AIM OF THE TASK:
Within the material below, filter for lines that hold the word "HttpFetcher".
--- START ---
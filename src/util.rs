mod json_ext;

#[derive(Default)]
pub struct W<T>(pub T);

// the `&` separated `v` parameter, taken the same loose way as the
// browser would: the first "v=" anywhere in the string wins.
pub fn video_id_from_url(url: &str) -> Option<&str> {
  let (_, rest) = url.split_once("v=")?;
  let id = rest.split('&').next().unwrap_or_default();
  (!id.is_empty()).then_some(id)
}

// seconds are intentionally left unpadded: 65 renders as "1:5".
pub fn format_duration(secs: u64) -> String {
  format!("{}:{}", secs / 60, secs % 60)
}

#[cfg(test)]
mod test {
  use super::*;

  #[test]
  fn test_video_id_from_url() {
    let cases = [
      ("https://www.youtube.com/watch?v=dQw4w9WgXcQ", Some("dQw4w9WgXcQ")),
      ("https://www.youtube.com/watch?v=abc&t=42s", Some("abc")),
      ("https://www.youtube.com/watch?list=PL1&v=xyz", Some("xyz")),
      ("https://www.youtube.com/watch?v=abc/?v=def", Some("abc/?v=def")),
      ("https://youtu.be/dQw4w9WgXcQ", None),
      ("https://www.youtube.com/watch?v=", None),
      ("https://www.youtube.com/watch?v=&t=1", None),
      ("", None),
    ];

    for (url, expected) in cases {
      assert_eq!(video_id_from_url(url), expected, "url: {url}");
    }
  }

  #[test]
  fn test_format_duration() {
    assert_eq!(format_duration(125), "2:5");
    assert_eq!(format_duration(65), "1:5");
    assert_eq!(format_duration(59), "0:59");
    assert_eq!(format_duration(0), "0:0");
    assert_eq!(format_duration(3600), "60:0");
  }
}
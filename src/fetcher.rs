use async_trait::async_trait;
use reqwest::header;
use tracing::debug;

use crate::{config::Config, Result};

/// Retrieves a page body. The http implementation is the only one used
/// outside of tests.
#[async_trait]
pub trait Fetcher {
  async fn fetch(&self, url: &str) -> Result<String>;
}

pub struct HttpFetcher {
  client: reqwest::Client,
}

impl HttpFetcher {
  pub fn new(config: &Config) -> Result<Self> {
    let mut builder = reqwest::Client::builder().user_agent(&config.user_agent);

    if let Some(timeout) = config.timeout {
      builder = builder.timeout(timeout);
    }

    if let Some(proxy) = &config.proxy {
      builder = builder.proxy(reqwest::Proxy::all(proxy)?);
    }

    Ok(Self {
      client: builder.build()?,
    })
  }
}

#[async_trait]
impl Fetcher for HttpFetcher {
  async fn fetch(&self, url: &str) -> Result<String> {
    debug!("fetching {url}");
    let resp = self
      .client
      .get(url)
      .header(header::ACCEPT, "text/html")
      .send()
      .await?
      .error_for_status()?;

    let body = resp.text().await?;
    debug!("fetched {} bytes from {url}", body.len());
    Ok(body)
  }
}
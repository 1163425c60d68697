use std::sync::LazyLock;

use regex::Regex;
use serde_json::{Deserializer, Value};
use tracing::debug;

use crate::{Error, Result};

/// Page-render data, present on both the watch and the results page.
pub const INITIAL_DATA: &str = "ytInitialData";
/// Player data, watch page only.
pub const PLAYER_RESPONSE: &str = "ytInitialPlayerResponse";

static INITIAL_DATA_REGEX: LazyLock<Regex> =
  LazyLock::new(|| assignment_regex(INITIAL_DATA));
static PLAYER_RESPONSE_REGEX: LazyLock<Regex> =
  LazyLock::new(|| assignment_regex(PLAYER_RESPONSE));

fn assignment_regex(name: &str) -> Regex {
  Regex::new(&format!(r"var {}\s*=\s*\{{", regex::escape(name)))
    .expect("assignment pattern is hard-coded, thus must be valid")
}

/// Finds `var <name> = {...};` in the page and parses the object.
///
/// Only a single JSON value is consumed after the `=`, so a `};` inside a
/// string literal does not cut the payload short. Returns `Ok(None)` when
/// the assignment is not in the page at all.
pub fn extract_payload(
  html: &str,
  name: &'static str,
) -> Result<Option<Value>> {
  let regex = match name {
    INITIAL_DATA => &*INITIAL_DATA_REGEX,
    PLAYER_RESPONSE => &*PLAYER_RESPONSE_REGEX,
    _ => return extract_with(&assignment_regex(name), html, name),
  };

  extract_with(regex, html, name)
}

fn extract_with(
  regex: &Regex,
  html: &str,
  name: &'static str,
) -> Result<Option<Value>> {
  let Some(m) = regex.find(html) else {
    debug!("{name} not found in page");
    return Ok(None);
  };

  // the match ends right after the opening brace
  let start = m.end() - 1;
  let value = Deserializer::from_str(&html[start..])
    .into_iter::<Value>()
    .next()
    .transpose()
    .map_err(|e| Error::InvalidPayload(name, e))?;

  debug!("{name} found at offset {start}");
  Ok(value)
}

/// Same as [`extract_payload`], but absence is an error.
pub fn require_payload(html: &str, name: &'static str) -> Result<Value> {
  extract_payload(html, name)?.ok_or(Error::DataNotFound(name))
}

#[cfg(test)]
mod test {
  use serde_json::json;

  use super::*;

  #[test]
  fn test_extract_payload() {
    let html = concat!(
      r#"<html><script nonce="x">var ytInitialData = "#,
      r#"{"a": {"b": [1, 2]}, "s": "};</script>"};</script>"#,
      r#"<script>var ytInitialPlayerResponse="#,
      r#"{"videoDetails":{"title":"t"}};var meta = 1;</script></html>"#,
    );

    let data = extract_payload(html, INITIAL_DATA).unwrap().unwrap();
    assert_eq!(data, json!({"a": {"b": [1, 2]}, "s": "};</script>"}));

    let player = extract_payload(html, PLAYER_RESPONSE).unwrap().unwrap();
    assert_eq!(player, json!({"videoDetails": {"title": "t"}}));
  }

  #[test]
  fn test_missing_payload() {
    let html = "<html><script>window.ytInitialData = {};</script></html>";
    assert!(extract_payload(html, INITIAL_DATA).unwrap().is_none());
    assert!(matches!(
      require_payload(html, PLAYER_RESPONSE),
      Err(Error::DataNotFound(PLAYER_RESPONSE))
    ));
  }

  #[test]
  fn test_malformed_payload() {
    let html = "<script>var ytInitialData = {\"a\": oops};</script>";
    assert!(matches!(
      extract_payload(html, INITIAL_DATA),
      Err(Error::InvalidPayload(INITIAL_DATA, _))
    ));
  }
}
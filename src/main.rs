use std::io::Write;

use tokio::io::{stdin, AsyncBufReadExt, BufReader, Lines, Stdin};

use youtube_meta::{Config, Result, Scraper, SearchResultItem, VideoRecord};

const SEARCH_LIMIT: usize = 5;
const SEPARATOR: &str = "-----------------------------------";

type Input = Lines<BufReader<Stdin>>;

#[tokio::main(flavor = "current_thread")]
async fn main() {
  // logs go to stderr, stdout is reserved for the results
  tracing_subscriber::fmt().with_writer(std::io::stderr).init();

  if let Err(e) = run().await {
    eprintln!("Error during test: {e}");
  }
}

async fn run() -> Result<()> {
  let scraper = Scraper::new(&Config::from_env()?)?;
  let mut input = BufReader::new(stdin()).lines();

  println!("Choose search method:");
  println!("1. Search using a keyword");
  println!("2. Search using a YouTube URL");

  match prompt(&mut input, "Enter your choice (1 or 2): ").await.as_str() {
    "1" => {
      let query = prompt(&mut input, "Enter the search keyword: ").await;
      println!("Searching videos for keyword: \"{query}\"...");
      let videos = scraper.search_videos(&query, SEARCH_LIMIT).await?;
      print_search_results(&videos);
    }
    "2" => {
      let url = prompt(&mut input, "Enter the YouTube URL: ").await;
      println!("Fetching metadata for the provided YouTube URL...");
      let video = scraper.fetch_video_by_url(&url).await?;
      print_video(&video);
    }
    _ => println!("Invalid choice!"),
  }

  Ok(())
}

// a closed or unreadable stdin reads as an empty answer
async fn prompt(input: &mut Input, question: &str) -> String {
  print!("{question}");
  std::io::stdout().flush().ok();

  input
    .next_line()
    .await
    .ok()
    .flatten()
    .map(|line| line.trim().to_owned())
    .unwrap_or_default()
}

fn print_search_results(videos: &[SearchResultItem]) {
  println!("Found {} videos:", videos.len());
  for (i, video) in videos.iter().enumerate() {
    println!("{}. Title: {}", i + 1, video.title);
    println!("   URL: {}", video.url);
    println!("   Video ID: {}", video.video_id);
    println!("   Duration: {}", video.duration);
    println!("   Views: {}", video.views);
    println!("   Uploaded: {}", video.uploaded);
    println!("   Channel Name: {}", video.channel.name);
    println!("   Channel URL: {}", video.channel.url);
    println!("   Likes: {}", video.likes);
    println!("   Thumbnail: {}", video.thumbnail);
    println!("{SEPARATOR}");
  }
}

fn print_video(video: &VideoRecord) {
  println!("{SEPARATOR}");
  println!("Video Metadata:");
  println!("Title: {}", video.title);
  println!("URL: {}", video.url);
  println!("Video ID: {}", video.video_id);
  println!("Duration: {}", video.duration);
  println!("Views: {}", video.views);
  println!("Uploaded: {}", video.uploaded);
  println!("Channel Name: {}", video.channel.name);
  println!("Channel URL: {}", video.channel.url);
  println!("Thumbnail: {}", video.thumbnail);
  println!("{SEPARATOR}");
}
--- END ---
SOLUTION FOR THIS TASK:
pub struct HttpFetcher {
impl HttpFetcher {
impl Fetcher for HttpFetcher {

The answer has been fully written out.